**Provided data:**
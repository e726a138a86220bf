//! Upstream provider endpoints.
//!
//! # Responsibilities
//! - Represent a single configured JSON-RPC provider
//! - Hold the immutable, non-empty provider list shared by all dispatches

use std::fmt;
use std::ops::Index;
use std::sync::Arc;
use url::Url;

use crate::dispatch::error::SetupError;

/// `host:port` of `url`, without path, query or credentials.
pub fn endpoint_label(url: &Url) -> String {
    match (url.host_str(), url.port_or_known_default()) {
        (Some(host), Some(port)) => format!("{}:{}", host, port),
        (Some(host), None) => host.to_string(),
        _ => url.scheme().to_string(),
    }
}

/// A single upstream provider.
#[derive(Debug, Clone, PartialEq, Eq)]
pub struct Provider {
    /// Position in the configured list.
    index: usize,
    /// Endpoint the request is POSTed to.
    url: Url,
    /// `host:port`, safe to log (paths often carry API keys).
    label: String,
}

impl Provider {
    pub fn new(index: usize, url: Url) -> Self {
        let label = endpoint_label(&url);
        Self { index, url, label }
    }

    pub fn index(&self) -> usize {
        self.index
    }

    pub fn url(&self) -> &Url {
        &self.url
    }

    pub fn label(&self) -> &str {
        &self.label
    }
}

impl fmt::Display for Provider {
    fn fmt(&self, f: &mut fmt::Formatter<'_>) -> fmt::Result {
        write!(f, "#{} ({})", self.index, self.label)
    }
}

/// Ordered, non-empty list of providers. Cheap to clone; never mutated.
#[derive(Debug, Clone)]
pub struct ProviderList {
    providers: Arc<[Provider]>,
}

impl ProviderList {
    /// Parse configured URLs. Fails on an empty list or any malformed URL.
    pub fn from_urls<S: AsRef<str>>(urls: &[S]) -> Result<Self, SetupError> {
        if urls.is_empty() {
            return Err(SetupError::NoProviders);
        }

        let providers = urls
            .iter()
            .enumerate()
            .map(|(index, raw)| {
                let raw = raw.as_ref();
                Url::parse(raw)
                    .map(|url| Provider::new(index, url))
                    .map_err(|source| SetupError::InvalidProvider {
                        url: raw.to_string(),
                        source,
                    })
            })
            .collect::<Result<Vec<_>, _>>()?;

        Ok(Self {
            providers: providers.into(),
        })
    }

    pub fn len(&self) -> usize {
        self.providers.len()
    }

    /// Always false for a constructed list; present for API completeness.
    pub fn is_empty(&self) -> bool {
        self.providers.is_empty()
    }
}

impl Index<usize> for ProviderList {
    type Output = Provider;

    fn index(&self, index: usize) -> &Self::Output {
        &self.providers[index]
    }
}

**Task statement:**
Identify each line in the records above that contains the word "impl", and copy it out in full.

**Solution to the exercise:**
impl Provider {
impl fmt::Display for Provider {
impl ProviderList {
impl Index<usize> for ProviderList {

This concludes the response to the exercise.